Scalability, which refers to the system’s ability to handle a growing amount of work by adding resources to its backend service, is one of the highest-quality attributes employed by software engineers when building modern internet applications.

The API services provided by a BFF pattern ensure the scalability and reliability of internet-facing applications by acting as a middleware layer between frontend interfaces and an application server.

Key Benefits of BFF Tailored APIs

Here are a few upsides we get when we incorporate services provided by a BFF pattern into our construction process:

• Customizing APIs for different frontends (web, mobile, etc.): The BFF pattern provides tailored APIs designed to cater to the unique needs of different frontend interfaces interacting with an application server. By creating custom API services for specific frontends, client requests can be processed by dedicated BFF APIs rather than being processed uniformly by a traditional backend server, which can result in a bottleneck on the application server.

• Improved Performance: With an added layer placed between the backend and frontend components, we benefit from our system architecture being more maintained and optimized. In addition, this abstraction and separation of concern implemented by the BFF pattern improves performance by ensuring a reduction in backend overload and swift response to user requests, which is critical to delivering a great user experience to clients interacting with our applications.

• Enhanced Security: By acting as a middleware between different frontend interfaces and the application server, the BFF pattern mitigates the risk of a potential system crash by abstracting and hiding sensitive server information from getting sent as part of a data response to clients making data requests.

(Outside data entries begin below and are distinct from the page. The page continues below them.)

use std::net::SocketAddr;
use std::time::Duration;

/// Application-level constants
pub const APP_NAME: &str = "eMedic";
pub const APP_VERSION: &str = env!("CARGO_PKG_VERSION");

/// Prediction service endpoint. Fixed: the predictor screen always talks to
/// the service running next to it.
pub const PREDICT_URL: &str = "http://localhost:5000/predict";

/// Where the screen API listens unless `EMEDIC_API_ADDR` says otherwise.
pub const DEFAULT_API_ADDR: &str = "127.0.0.1:8100";

/// Environment variable overriding the screen API bind address.
pub const API_ADDR_ENV: &str = "EMEDIC_API_ADDR";

/// A predictor session untouched for this long is dropped when a new one opens.
pub const DOCTOR_SESSION_IDLE_TTL: Duration = Duration::from_secs(30 * 60);

/// Upper bound on open predictor sessions; the least recently used goes first.
pub const MAX_DOCTOR_SESSIONS: usize = 64;

/// Log filter used when `RUST_LOG` is unset or invalid.
pub fn default_log_filter() -> &'static str {
    "emedic_lib=info,emedic=info,tower_http=warn"
}

#[derive(Debug, thiserror::Error)]
pub enum ConfigError {
    #[error("Invalid {var} value {value:?}: {reason}")]
    InvalidAddr {
        var: &'static str,
        value: String,
        reason: String,
    },
}

/// Runtime configuration, resolved once at startup and passed down.
#[derive(Debug, Clone, PartialEq, Eq)]
pub struct AppConfig {
    pub api_addr: SocketAddr,
}

impl AppConfig {
    /// Read configuration from the process environment.
    pub fn from_env() -> Result<Self, ConfigError> {
        Self::from_lookup(|key| std::env::var(key).ok())
    }

    /// Resolve configuration through an arbitrary key lookup.
    pub fn from_lookup<F>(lookup: F) -> Result<Self, ConfigError>
    where
        F: Fn(&str) -> Option<String>,
    {
        let raw = lookup(API_ADDR_ENV)
            .map(|v| v.trim().to_string())
            .filter(|v| !v.is_empty())
            .unwrap_or_else(|| DEFAULT_API_ADDR.to_string());

        let api_addr = raw.parse::<SocketAddr>().map_err(|e| ConfigError::InvalidAddr {
            var: API_ADDR_ENV,
            value: raw.clone(),
            reason: e.to_string(),
        })?;

        Ok(Self { api_addr })
    }
}
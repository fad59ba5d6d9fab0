use serde::{Deserialize, Serialize};

/// User card shown on the profile screen.
#[derive(Debug, Clone, PartialEq, Eq, Serialize, Deserialize)]
pub struct UserInfo {
    pub name: String,
    pub email: String,
    pub age: String,
    pub gender: String,
    pub health_history: Vec<String>,
}

impl Default for UserInfo {
    fn default() -> Self {
        Self {
            name: "John Doe".into(),
            email: "johndoe@email.com".into(),
            age: "30".into(),
            gender: "Male".into(),
            health_history: vec!["Cough".into()],
        }
    }
}

/// Free-text fields editable on the profile screen.
#[derive(Debug, Clone, Copy, PartialEq, Eq, Serialize, Deserialize)]
#[serde(rename_all = "snake_case")]
pub enum ProfileField {
    Name,
    Email,
    Age,
    Gender,
}

impl UserInfo {
    pub fn set_field(&mut self, field: ProfileField, value: String) {
        match field {
            ProfileField::Name => self.name = value,
            ProfileField::Email => self.email = value,
            ProfileField::Age => self.age = value,
            ProfileField::Gender => self.gender = value,
        }
    }
}
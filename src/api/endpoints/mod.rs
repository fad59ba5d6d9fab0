//! API endpoint handlers.
//!
//! Each module corresponds to a screen. Handlers reuse the screen logic
//! from the core modules.

pub mod doctor;
pub mod health;
pub mod home;
pub mod profile;
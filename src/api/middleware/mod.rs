//! API middleware.
//!
//! Only the access logger: the screen API is bound to the local machine and
//! serves the app's own web view.

pub mod audit;
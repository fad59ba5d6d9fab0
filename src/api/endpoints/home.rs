//! Home feed endpoint.

use axum::Json;

use crate::home::{self, HomeFeed};

/// `GET /api/home`: static home feed.
pub async fn feed() -> Json<HomeFeed> {
    Json(home::home_feed())
}
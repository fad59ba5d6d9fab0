use serde::{Deserialize, Serialize};

/// Parse failure for a fixed-choice field.
#[derive(Debug, Clone, PartialEq, Eq, thiserror::Error)]
pub enum ModelError {
    #[error("Invalid {field} value: {value}")]
    InvalidEnum { field: String, value: String },
}

/// Macro to generate enum with as_str + std::str::FromStr pattern.
/// The display string doubles as the serde representation.
macro_rules! str_enum {
    ($name:ident { $($variant:ident => $s:literal),+ $(,)? }) => {
        #[derive(Debug, Clone, Copy, PartialEq, Eq, Hash, Serialize, Deserialize)]
        pub enum $name {
            $(#[serde(rename = $s)] $variant),+
        }

        impl $name {
            pub const ALL: &'static [$name] = &[$(Self::$variant),+];

            pub fn as_str(&self) -> &'static str {
                match self {
                    $(Self::$variant => $s),+
                }
            }
        }

        impl std::fmt::Display for $name {
            fn fmt(&self, f: &mut std::fmt::Formatter<'_>) -> std::fmt::Result {
                f.write_str(self.as_str())
            }
        }

        impl std::str::FromStr for $name {
            type Err = ModelError;

            fn from_str(s: &str) -> Result<Self, Self::Err> {
                match s {
                    $($s => Ok(Self::$variant)),+,
                    _ => Err(ModelError::InvalidEnum {
                        field: stringify!($name).into(),
                        value: s.into(),
                    }),
                }
            }
        }
    };
}

str_enum!(Disease {
    Malaria => "Malaria",
    Dengue => "Dengue",
    Typhoid => "Typhoid",
});

str_enum!(Region {
    SubSaharanAfrica => "Sub-Saharan Africa",
    PapuaNewGuinea => "Papua New Guinea",
    SoutheastAsia => "Southeast Asia",
    CentralAmericaWestOfPanama => "Central America west of Panama",
    Haiti => "Haiti",
    DominicanRepublic => "Dominican Republic",
});

str_enum!(Gender {
    Male => "Male",
    Female => "Female",
});

impl Default for Region {
    fn default() -> Self {
        Self::SubSaharanAfrica
    }
}

impl Default for Gender {
    fn default() -> Self {
        Self::Male
    }
}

• Simplified Frontend Development: The construction process of modern frontend applications is optimized and improved upon as a result of dedicated BFF services engineered to listen to HTTP requests from mobile and web clients. This enables swift implementation of new features and services in modern application architectures with little to no interaction with other independent components of the backend service, such as database systems and proxy servers.

Design Patterns for BFF

Let’s take a look at the common patterns we can employ as software engineers when implementing BFF-tailored APIs:

• Single BFF for Multiple Frontends: In this implementation, one backend service is engineered to act as an intermediary between multiple frontend clients with similar interfaces submitting network requests to an application server. For example, a single BFF service can be positioned as a middleman between clients interacting with an application service from an iOS or Android device; this is possible because the user experience and formatting of data between the two interfaces are similar. The major impediment to the wide acceptance of this pattern is that it somehow shares a similarity with a traditional backend server that caters to requests from multiple clients.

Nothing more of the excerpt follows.